Though an older jet, the Boeing 777 is commonly used across the globe, especially by American and United Airlines — and is the same massive twinjet that plunged 6,000 feet during a Singapore Airlines flight this week that injured dozens and killed a 73-year-old grandfather.

After Boeing reported the vulnerability to the FAA, the federal regulator offered a proposal to fix this issue that would cost a total of $14 million for all 292 affected US-registered airplanes.

“The proposed AD, which the FAA issued in March 2024, would require installing electrical bonding and grounding to a component in the center fuel tank. It would make mandatory service actions that Boeing described in a November 2023 alert bulletin,” an FAA spokesperson said in a statement.

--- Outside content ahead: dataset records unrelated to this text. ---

//! Regression metrics

/// Coefficient of determination.
///
/// A constant target gives 1.0 for a perfect fit and 0.0 otherwise.
pub fn r_squared(actual: &[f64], predicted: &[f64]) -> f64 {
    if actual.is_empty() || actual.len() != predicted.len() {
        return 0.0;
    }
    let mean = actual.iter().sum::<f64>() / actual.len() as f64;
    let ss_tot: f64 = actual.iter().map(|y| (y - mean).powi(2)).sum();
    let ss_res: f64 = actual
        .iter()
        .zip(predicted)
        .map(|(y, p)| (y - p).powi(2))
        .sum();

    if ss_tot < f64::EPSILON {
        return if ss_res < f64::EPSILON { 1.0 } else { 0.0 };
    }
    1.0 - ss_res / ss_tot
}

/// Mean absolute error
pub fn mean_absolute_error(actual: &[f64], predicted: &[f64]) -> f64 {
    if actual.is_empty() || actual.len() != predicted.len() {
        return 0.0;
    }
    actual
        .iter()
        .zip(predicted)
        .map(|(y, p)| (y - p).abs())
        .sum::<f64>()
        / actual.len() as f64
}
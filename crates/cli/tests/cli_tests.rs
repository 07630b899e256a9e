//! CLI integration tests

use std::path::Path;
use std::process::{Command, Output};
use tempfile::TempDir;

fn hpp(args: &[&str], envs: &[(&str, &Path)]) -> Output {
    let mut command = Command::new("cargo");
    command.args(["run", "-q", "-p", "hpp-cli", "--"]).args(args);
    for (key, value) in envs {
        command.env(key, value);
    }
    command.output().expect("Failed to execute command")
}

/// Scratch directory holding a fake predictor script run by `sh`
fn script_dir(body: &str) -> TempDir {
    let dir = TempDir::new().unwrap();
    std::fs::write(dir.path().join("HousePriceNeuralNetwork.py"), body).unwrap();
    dir
}

/// Test that the CLI shows help
#[test]
fn test_cli_help() {
    let output = hpp(&["--help"], &[]);
    let stdout = String::from_utf8_lossy(&output.stdout);

    assert!(output.status.success(), "CLI help should succeed");
    assert!(stdout.contains("House Price Predictor"), "Should show app name");
    assert!(stdout.contains("predict"), "Should show predict command");
    assert!(stdout.contains("config"), "Should show config command");
    assert!(stdout.contains("--format"), "Should show format option");
}

/// Test that the CLI shows version
#[test]
fn test_cli_version() {
    let output = hpp(&["--version"], &[]);
    let stdout = String::from_utf8_lossy(&output.stdout);

    assert!(output.status.success(), "CLI version should succeed");
    assert!(stdout.contains("hpp"), "Should show binary name");
}

/// Test predict subcommand help
#[test]
fn test_predict_help() {
    let output = hpp(&["predict", "--help"], &[]);
    let stdout = String::from_utf8_lossy(&output.stdout);

    assert!(output.status.success(), "Predict help should succeed");
    for flag in ["--size", "--bedrooms", "--zip-code", "--model", "--data", "--python", "--timeout"] {
        assert!(stdout.contains(flag), "Should show {} option", flag);
    }
    assert!(stdout.contains("neural-network"), "Should list model names");
}

/// Test invalid model name
#[test]
fn test_invalid_model() {
    let output = hpp(&["predict", "--model", "fast-tree"], &[]);
    assert!(!output.status.success(), "Unknown model should fail");
}

/// Test neural network relay and result line
#[cfg(unix)]
#[test]
fn test_predict_neural_network_table() {
    let dir = script_dir(
        r#"printf 'R^2: 0.91\nMAE: 15320\n{"predicted_price": 452000, "r2": 0.91, "mae": 15320}'"#,
    );
    let output = hpp(
        &["predict", "--model", "neural-network", "--python", "sh"],
        &[("HPP_WORKING_DIR", dir.path())],
    );
    let stdout = String::from_utf8_lossy(&output.stdout);

    assert!(output.status.success(), "Predict should succeed");
    assert!(stdout.contains("R^2: 0.91\nMAE: 15320"), "Should relay preamble");
    assert!(
        stdout.contains("Predicted Price: $452,000.00"),
        "Should print predicted price"
    );
}

/// Test that a failing script does not fail the command
#[cfg(unix)]
#[test]
fn test_predict_neural_network_failure_exits_zero() {
    let dir = script_dir(r#"echo '{"error": "model not trained"}'"#);
    let output = hpp(
        &["--format", "json", "predict", "--model", "neural-network", "--python", "sh"],
        &[("HPP_WORKING_DIR", dir.path())],
    );
    let stdout = String::from_utf8_lossy(&output.stdout);
    let stderr = String::from_utf8_lossy(&output.stderr);

    assert!(output.status.success(), "Predict should still succeed");
    assert_eq!(stdout.trim(), "[]", "No reports expected");
    assert!(stderr.contains("model not trained"), "Should log the child error");
}

/// Test in-process estimator JSON output
#[test]
fn test_predict_gradient_descent_json() {
    let dir = TempDir::new().unwrap();
    let data = dir.path().join("houses.csv");
    let mut csv = String::from("Size,Bedrooms,Price,ZipCode\n");
    for i in 0..20 {
        let size = 1000 + i * 100;
        let bedrooms = 1 + i % 4;
        csv.push_str(&format!("{},{},{},12345\n", size, bedrooms, size * 150 + bedrooms * 5000));
    }
    std::fs::write(&data, csv).unwrap();

    let output = hpp(
        &[
            "predict",
            "--model",
            "gradient-descent",
            "--data",
            data.to_str().unwrap(),
            "--format",
            "json",
        ],
        &[],
    );
    let stdout = String::from_utf8_lossy(&output.stdout);

    assert!(output.status.success(), "Predict should succeed");
    let reports: serde_json::Value = serde_json::from_str(&stdout).expect("Should print JSON");
    let reports = reports.as_array().expect("Should be an array");
    assert_eq!(reports.len(), 1);
    assert_eq!(reports[0]["estimator"], "gradient_descent");
    assert!(reports[0]["r_squared"].as_f64().unwrap() > 0.9);
}

/// Test that a missing dataset fails the command
#[test]
fn test_predict_missing_dataset() {
    let dir = TempDir::new().unwrap();
    let missing = dir.path().join("missing.csv");
    let output = hpp(
        &["predict", "--model", "decision-tree", "--data", missing.to_str().unwrap()],
        &[],
    );
    let stderr = String::from_utf8_lossy(&output.stderr);

    assert!(!output.status.success(), "Missing dataset should fail");
    assert!(stderr.contains("missing.csv"), "Should name the dataset");
}

/// Test config output
#[test]
fn test_config_json() {
    let dir = TempDir::new().unwrap();
    let output = hpp(
        &["config", "--format", "json"],
        &[("HPP_WORKING_DIR", dir.path())],
    );
    let stdout = String::from_utf8_lossy(&output.stdout);

    assert!(output.status.success(), "Config should succeed");
    let config: serde_json::Value = serde_json::from_str(&stdout).expect("Should print JSON");
    let script_path = config["script_path"].as_str().unwrap();
    assert!(script_path.ends_with("HousePriceNeuralNetwork.py"));
    assert!(script_path.starts_with(dir.path().to_str().unwrap()));
    assert!(config["resolved_interpreter"].is_string());
}
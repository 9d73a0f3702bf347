//! Boot, reset and reload behavior of the admin configuration.

use std::sync::Arc;

use admin_config::config::{HookSlotName, InitState, SearchOperator};
use admin_config::hooks::HookOrigin;
use admin_config::{ConfigError, GlobalConfig, ModelRef, Result};
use parking_lot::Mutex;
use serde_json::Value;

mod common;

use common::{host_config, BlogPost, RoleAuthorization, Team};

#[test]
fn test_every_reference_form_reaches_one_config() {
    let config = host_config();
    let blog = config.catalog().lookup("Blog::Post").unwrap();

    let forms = [
        config.model(ModelRef::of_type::<BlogPost>()),
        config.model(ModelRef::instance(&BlogPost)),
        config.model(&blog),
        config.model("Blog::Post"),
        config.model("::Blog::Post"),
    ];
    for form in &forms[1..] {
        assert!(Arc::ptr_eq(&forms[0], form));
    }
    assert_eq!(config.registry().len(), 1);
}

#[test]
fn test_unmapped_value_degrades_to_type_name() {
    let config = host_config();
    let number = 42u32;
    let model = config.model(ModelRef::of_value(&number));
    assert_eq!(model.key().as_str(), "u32");
    assert!(model.abstract_model().is_none());
}

#[test]
fn test_initializer_closure_builds_config() {
    let order = Arc::new(Mutex::new(Vec::new()));
    let seen = order.clone();

    let mut config = host_config();
    config
        .adapters_mut()
        .register_authorization("roles", RoleAuthorization::new);
    config.set_initializer(move |config: &mut GlobalConfig| -> Result<()> {
        config.set_default_search_operator("ends_with")?;
        config.authorize_with_adapter("roles", vec![Value::from("Team")])?;
        let first = seen.clone();
        config.apply(move |config| {
            first.lock().push("weights");
            config.model_with(ModelRef::of_type::<Team>(), |m| m.set_weight(-5));
        });
        let second = seen.clone();
        config.apply(move |_| second.lock().push("labels"));
        Ok(())
    });

    assert_eq!(config.init_state(), InitState::Uninitialized);
    config.reload().unwrap();

    assert_eq!(config.init_state(), InitState::Initialized);
    assert_eq!(*order.lock(), vec!["weights", "labels"]);
    assert_eq!(config.settings().default_search_operator, SearchOperator::EndsWith);
    assert_eq!(config.model("Team").weight(), -5);
    assert_eq!(
        config.hook_origin(HookSlotName::Authorize),
        &HookOrigin::Adapter("roles".into())
    );
}

#[test]
fn test_reload_discards_runtime_changes() {
    let mut config = host_config();
    config.set_initializer(|config: &mut GlobalConfig| -> Result<()> {
        config.settings_mut().default_items_per_page = 40;
        Ok(())
    });
    config.reload().unwrap();

    config.settings_mut().default_items_per_page = 7;
    config.settings_mut().excluded_models.push("Team".into());
    let before = config.model("Team");

    config.reload().unwrap();
    assert_eq!(config.settings().default_items_per_page, 40);
    assert!(config.settings().excluded_models.is_empty());
    assert!(!Arc::ptr_eq(&before, &config.model("Team")));
}

#[test]
fn test_reload_without_initializer_restores_defaults() {
    let mut config = host_config();
    config.set_default_search_operator("is").unwrap();
    config.reload().unwrap();
    assert!(config.is_initialized());
    assert_eq!(config.settings().default_search_operator, SearchOperator::Default);
    assert!(config.settings().included_models.is_empty());
    assert!(!config.catalog().is_empty());
}

#[test]
fn test_post_init_apply_runs_immediately() {
    let mut config = host_config();
    config.initialize();
    config.apply(|config| config.settings_mut().browser_validations = false);
    assert!(!config.settings().browser_validations);
    assert_eq!(config.pending_blocks(), 0);
}

#[test]
fn test_failed_reload_still_initialized() {
    let mut config = host_config();
    config.set_initializer(|config: &mut GlobalConfig| -> Result<()> {
        config.apply(|config| config.settings_mut().total_columns_width = 900);
        config.set_default_search_operator("fuzzy")
    });

    let err = config.reload().unwrap_err();
    assert!(matches!(err, ConfigError::InvalidOption { .. }));
    assert!(config.is_initialized());
    assert_eq!(config.pending_blocks(), 0);
    assert_eq!(config.settings().total_columns_width, 900);
}

#[test]
fn test_global_handle_queues_until_initialized() {
    let global = admin_config::global();
    admin_config::configure(|config| config.settings_mut().navigation_static_label = Some("Links".into()));
    assert!(global.read().settings().navigation_static_label.is_none());
    assert_eq!(global.read().pending_blocks(), 1);

    global.write().initialize();
    assert_eq!(
        global.read().settings().navigation_static_label.as_deref(),
        Some("Links")
    );
}
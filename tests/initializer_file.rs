//! TOML initializer files driving boot and reload.

use std::fs;

use admin_config::config::{FileInitializer, HiddenFieldContext, SearchOperator};
use admin_config::hooks::OptionsAdapter;
use admin_config::ConfigError;
use serde_json::Value;

mod common;

use common::{host_config, keys, request_bindings, RoleAuthorization};

const INITIALIZER: &str = r#"
default_items_per_page = 25
default_search_operator = "like"
included_models = ["Team", "Player", "Blog::Post"]
excluded_models = ["Player"]
label_methods = ["title", "name"]

[default_hidden_fields]
base = ["_type", "lock_version"]

[hooks]
authorize_with = { adapter = "roles", args = ["Team", "Blog::Post"] }

[configure.export]
encoding = "utf-8"

[models."Blog::Post"]
weight = -2
label = "Article"
navigation_label = "Content"

[models.Team]
label_plural = "Squads"
"#;

fn write_initializer(dir: &tempfile::TempDir, content: &str) -> std::path::PathBuf {
    let path = dir.path().join("admin.toml");
    fs::write(&path, content).unwrap();
    path
}

#[test]
fn test_file_initializer_boots_config() {
    let dir = tempfile::tempdir().unwrap();
    let path = write_initializer(&dir, INITIALIZER);

    let mut config = host_config();
    config
        .adapters_mut()
        .register_authorization("roles", RoleAuthorization::new);
    config
        .adapters_mut()
        .register_configuration("export", OptionsAdapter::default);
    config.set_initializer(FileInitializer::new(&path));
    config.reload().unwrap();

    let settings = config.settings();
    assert_eq!(settings.default_items_per_page, 25);
    assert_eq!(settings.default_search_operator, SearchOperator::Like);
    assert_eq!(
        settings.default_hidden_fields[&HiddenFieldContext::Base],
        vec!["_type", "lock_version"]
    );
    assert_eq!(
        config.extension("export").and_then(|e| e.option("encoding")),
        Some(&Value::from("utf-8"))
    );

    assert_eq!(config.models_pool().unwrap(), vec!["Blog::Post", "Team"]);
    let post = config.model("Blog::Post");
    assert_eq!(post.label(), "Article");
    assert_eq!(post.navigation_label().as_deref(), Some("Content"));
    assert_eq!(config.model("Team").label_plural(), "Squads");

    let bindings = request_bindings(&config);
    assert_eq!(keys(&config.visible_models(&bindings).unwrap()), vec!["Blog::Post", "Team"]);
}

#[test]
fn test_reload_picks_up_edited_file() {
    let dir = tempfile::tempdir().unwrap();
    let path = write_initializer(&dir, "default_items_per_page = 10\n");

    let mut config = host_config();
    config.set_initializer(FileInitializer::new(&path));
    config.reload().unwrap();
    assert_eq!(config.settings().default_items_per_page, 10);

    fs::write(&path, "default_items_per_page = 60\ncompact_show_view = false\n").unwrap();
    config.reload().unwrap();
    assert_eq!(config.settings().default_items_per_page, 60);
    assert!(!config.settings().compact_show_view);
}

#[test]
fn test_invalid_file_reports_every_problem() {
    let dir = tempfile::tempdir().unwrap();
    let path = write_initializer(
        &dir,
        "default_items_per_page = 0\ndefault_associated_collection_limit = 0\nincluded_models = [\"\"]\n",
    );

    let mut config = host_config();
    config.set_initializer(FileInitializer::new(&path));
    match config.reload() {
        Err(ConfigError::Validation(errors)) => assert_eq!(errors.len(), 3),
        other => panic!("expected validation errors, got {other:?}"),
    }
    assert!(config.is_initialized());
    assert_eq!(config.settings().default_items_per_page, 20);
}

#[test]
fn test_unregistered_adapter_in_file() {
    let dir = tempfile::tempdir().unwrap();
    let path = write_initializer(&dir, "[hooks]\naudit_with = { adapter = \"paper_trail\" }\n");

    let mut config = host_config();
    config.set_initializer(FileInitializer::new(&path));
    let err = config.reload().unwrap_err();
    assert_eq!(err.to_string(), "unknown auditing adapter 'paper_trail'");
}

#[test]
fn test_malformed_toml_is_a_parse_error() {
    let dir = tempfile::tempdir().unwrap();
    let path = write_initializer(&dir, "default_items_per_page = \n");

    let mut config = host_config();
    config.set_initializer(FileInitializer::new(&path));
    assert!(matches!(config.reload(), Err(ConfigError::Parse(_))));
}
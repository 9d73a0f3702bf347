//! Model discovery.
//!
//! # Responsibilities
//! - Produce the candidate pool of model names (allowlist or source scan)
//! - Subtract the exclusion list, dedupe and sort
//!
//! # Scan
//! ```text
//! <root>/<load_path>/blog/blog_post.rs
//!     → blog/blog_post        (strip root prefix and extension)
//!     → Blog::BlogPost        (separators → `::`, segments camelized)
//! ```
//! Names under the `Concerns` namespace are discarded.
//!
//! # Design Decisions
//! - The scan result is memoized; the memo is filled at most once until
//!   `invalidate` and is guarded by a mutex so concurrent first calls scan once
//! - A failed scan is returned to the caller and is not memoized

use std::collections::BTreeSet;
use std::path::{Component, Path, PathBuf};
use std::sync::Arc;

use heck::ToUpperCamelCase;
use parking_lot::Mutex;
use thiserror::Error;
use walkdir::WalkDir;

use crate::model::key::ModelKey;
use crate::observability::metrics;

/// Namespace whose members are shared mixins, not models.
const RESERVED_NAMESPACE: &str = "Concerns::";

/// Default model directory relative to an application root.
pub const DEFAULT_LOAD_PATH: &str = "src/models";

/// Default extension of model source files.
pub const DEFAULT_EXTENSION: &str = "rs";

#[derive(Debug, Error)]
pub enum DiscoveryError {
    #[error("failed to scan {}: {source}", .root.display())]
    Walk {
        root: PathBuf,
        #[source]
        source: walkdir::Error,
    },
}

/// One application (host or sub-application) whose model sources are scanned.
#[derive(Debug, Clone, PartialEq, Eq)]
pub struct ModelSource {
    root: PathBuf,
    load_paths: Vec<PathBuf>,
}

impl ModelSource {
    /// A source rooted at `root` with the default load path.
    pub fn new(root: impl Into<PathBuf>) -> Self {
        Self {
            root: root.into(),
            load_paths: vec![PathBuf::from(DEFAULT_LOAD_PATH)],
        }
    }

    /// Replace the load paths (relative to the root).
    pub fn with_load_paths<I, P>(mut self, load_paths: I) -> Self
    where
        I: IntoIterator<Item = P>,
        P: Into<PathBuf>,
    {
        self.load_paths = load_paths.into_iter().map(Into::into).collect();
        self
    }

    pub fn root(&self) -> &Path {
        &self.root
    }

    /// Absolute model directories of this source.
    pub fn directories(&self) -> impl Iterator<Item = PathBuf> + '_ {
        self.load_paths.iter().map(|p| self.root.join(p))
    }
}

#[derive(Debug)]
pub struct ModelDiscovery {
    sources: Vec<ModelSource>,
    extension: String,
    scanned: Mutex<Option<Arc<[String]>>>,
}

impl Default for ModelDiscovery {
    fn default() -> Self {
        Self::new(Vec::new())
    }
}

impl ModelDiscovery {
    pub fn new(sources: Vec<ModelSource>) -> Self {
        Self {
            sources,
            extension: DEFAULT_EXTENSION.to_string(),
            scanned: Mutex::new(None),
        }
    }

    pub fn with_extension(mut self, extension: impl Into<String>) -> Self {
        self.extension = extension.into();
        self
    }

    pub fn add_source(&mut self, source: ModelSource) {
        self.sources.push(source);
        self.invalidate();
    }

    pub fn sources(&self) -> &[ModelSource] {
        &self.sources
    }

    /// Forget the memoized scan.
    pub fn invalidate(&self) {
        *self.scanned.lock() = None;
    }

    /// Candidate keys: the allowlist when non-empty, otherwise the scan.
    pub fn candidate_pool(&self, included: &[String]) -> Result<BTreeSet<ModelKey>, DiscoveryError> {
        if !included.is_empty() {
            return Ok(included.iter().map(ModelKey::new).collect());
        }
        Ok(self.scanned()?.iter().map(ModelKey::new).collect())
    }

    /// Candidates minus `excluded`, deduplicated by canonical key, ascending.
    pub fn effective_pool(
        &self,
        included: &[String],
        excluded: &[String],
    ) -> Result<Vec<String>, DiscoveryError> {
        let excluded: BTreeSet<ModelKey> = excluded.iter().map(ModelKey::new).collect();
        Ok(self
            .candidate_pool(included)?
            .difference(&excluded)
            .map(|key| key.as_str().to_string())
            .collect())
    }

    fn scanned(&self) -> Result<Arc<[String]>, DiscoveryError> {
        let mut memo = self.scanned.lock();
        if let Some(names) = memo.as_ref() {
            return Ok(names.clone());
        }
        let names: Arc<[String]> = self.scan()?.into();
        metrics::record_discovered_models(names.len());
        *memo = Some(names.clone());
        Ok(names)
    }

    fn scan(&self) -> Result<Vec<String>, DiscoveryError> {
        let mut names = Vec::new();
        for dir in self.sources.iter().flat_map(ModelSource::directories) {
            if !dir.is_dir() {
                tracing::debug!(path = %dir.display(), "Model directory missing, skipping");
                continue;
            }
            for entry in WalkDir::new(&dir).follow_links(true).sort_by_file_name() {
                let entry = entry.map_err(|source| DiscoveryError::Walk {
                    root: dir.clone(),
                    source,
                })?;
                if !entry.file_type().is_file() {
                    continue;
                }
                let path = entry.path();
                if path.extension().and_then(|e| e.to_str()) != Some(self.extension.as_str()) {
                    continue;
                }
                let Ok(relative) = path.strip_prefix(&dir) else {
                    continue;
                };
                match model_name_from_path(relative) {
                    Some(name) if !name.starts_with(RESERVED_NAMESPACE) => names.push(name),
                    _ => {}
                }
            }
        }
        tracing::info!(count = names.len(), sources = self.sources.len(), "Model sources scanned");
        Ok(names)
    }
}

/// `blog/blog_post.rs` → `Blog::BlogPost`. `None` for paths with no usable segment.
pub fn model_name_from_path(relative: &Path) -> Option<String> {
    let stem = relative.with_extension("");
    let segments: Vec<String> = stem
        .components()
        .filter_map(|component| match component {
            Component::Normal(part) => part.to_str().map(camelize),
            _ => None,
        })
        .filter(|segment| !segment.is_empty())
        .collect();
    if segments.is_empty() {
        None
    } else {
        Some(segments.join("::"))
    }
}

/// `blog_post` → `BlogPost`.
pub fn camelize(segment: &str) -> String {
    segment.to_upper_camel_case()
}
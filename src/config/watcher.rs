//! Initializer file watcher for hot reload.

use std::path::{Path, PathBuf};
use std::time::Duration;

use notify::{Config, Event, RecommendedWatcher, RecursiveMode, Watcher};
use tokio::sync::mpsc;

use crate::config::loader::load_initializer;
use crate::config::schema::InitializerFile;

/// Watches an initializer file and emits each valid new version.
pub struct InitializerWatcher {
    path: PathBuf,
    update_tx: mpsc::UnboundedSender<InitializerFile>,
}

impl InitializerWatcher {
    /// Returns the watcher and a receiver for validated initializer files.
    pub fn new(path: &Path) -> (Self, mpsc::UnboundedReceiver<InitializerFile>) {
        let (update_tx, update_rx) = mpsc::unbounded_channel();

        (
            Self {
                path: path.to_path_buf(),
                update_tx,
            },
            update_rx,
        )
    }

    pub fn path(&self) -> &Path {
        &self.path
    }

    /// Start watching. Dropping the returned watcher stops it.
    pub fn run(self) -> Result<RecommendedWatcher, notify::Error> {
        let tx = self.update_tx.clone();
        let path = self.path.clone();

        let mut watcher = RecommendedWatcher::new(
            move |res: notify::Result<Event>| match res {
                Ok(event) => {
                    if event.kind.is_modify() || event.kind.is_create() {
                        tracing::info!(path = %path.display(), "Initializer change detected, reloading...");
                        match load_initializer(&path) {
                            Ok(file) => {
                                if tx.send(file).is_err() {
                                    tracing::debug!("Reload receiver dropped");
                                }
                            }
                            Err(e) => {
                                tracing::error!(
                                    "Failed to reload initializer: {}. Keeping current configuration.",
                                    e
                                );
                            }
                        }
                    }
                }
                Err(e) => tracing::error!("Watch error: {:?}", e),
            },
            Config::default().with_poll_interval(Duration::from_secs(2)),
        )?;

        watcher.watch(&self.path, RecursiveMode::NonRecursive)?;

        tracing::info!(path = ?self.path, "Initializer watcher started");
        Ok(watcher)
    }
}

Boeing itself would not be responsible for fixing the issues — the burden would fall on the operators and airlines that own the twinjets.

Under the adopted proposal, each plane would be inspected for roughly 90 hours before installing Teflon sleeves and cap fasteners to certain parts of the center, left and right main fuel tanks.

The suggested repairs come after the FAA issued a similar direction in 2017 to address a larger number of the 777 models to “prevent arcing inside the main and center fuel tanks in the event of a fault current or lightning strike, which in combination with flammable fuel vapors, could result in a fuel tank explosion and consequent loss of the airplane,” the filing said.

The FAA reported the issue in March and ordered Boeing to respond by May 9. If adopted, Boeing would have as long as 60 months to make the repairs — a timeline that indicates the vulnerability is not a pressing concern.

“We are aware of the FAA’s notice of proposed rulemaking and had previously issued guidance to 777 operators on this,” Boeing told Bloomberg.

“We fully support the FAA’s recommendation to make that guidance mandatory.”

In a statement to The Post Wednesday night, a Boeing spokesperson said, “This is not an immediate safety of flight issue. There are multiple redundancies designed into modern commercial airplanes to ensure protection for electromagnetic effects.

“The 777 fleet has been operating for nearly 30 years and has safely flown more than 3.9 billion passengers.”

Boeing has been under heightened scrutiny in recent months due to myriad issues on its planes, including in January, when a door plug blew out during an Alaska Airlines flight.

Following the Jan. 5 midair fiasco, the Federal Aviation Administration discovered “unacceptable” quality control issues during an audit of Boeing and supplier Spirit AeroSystems.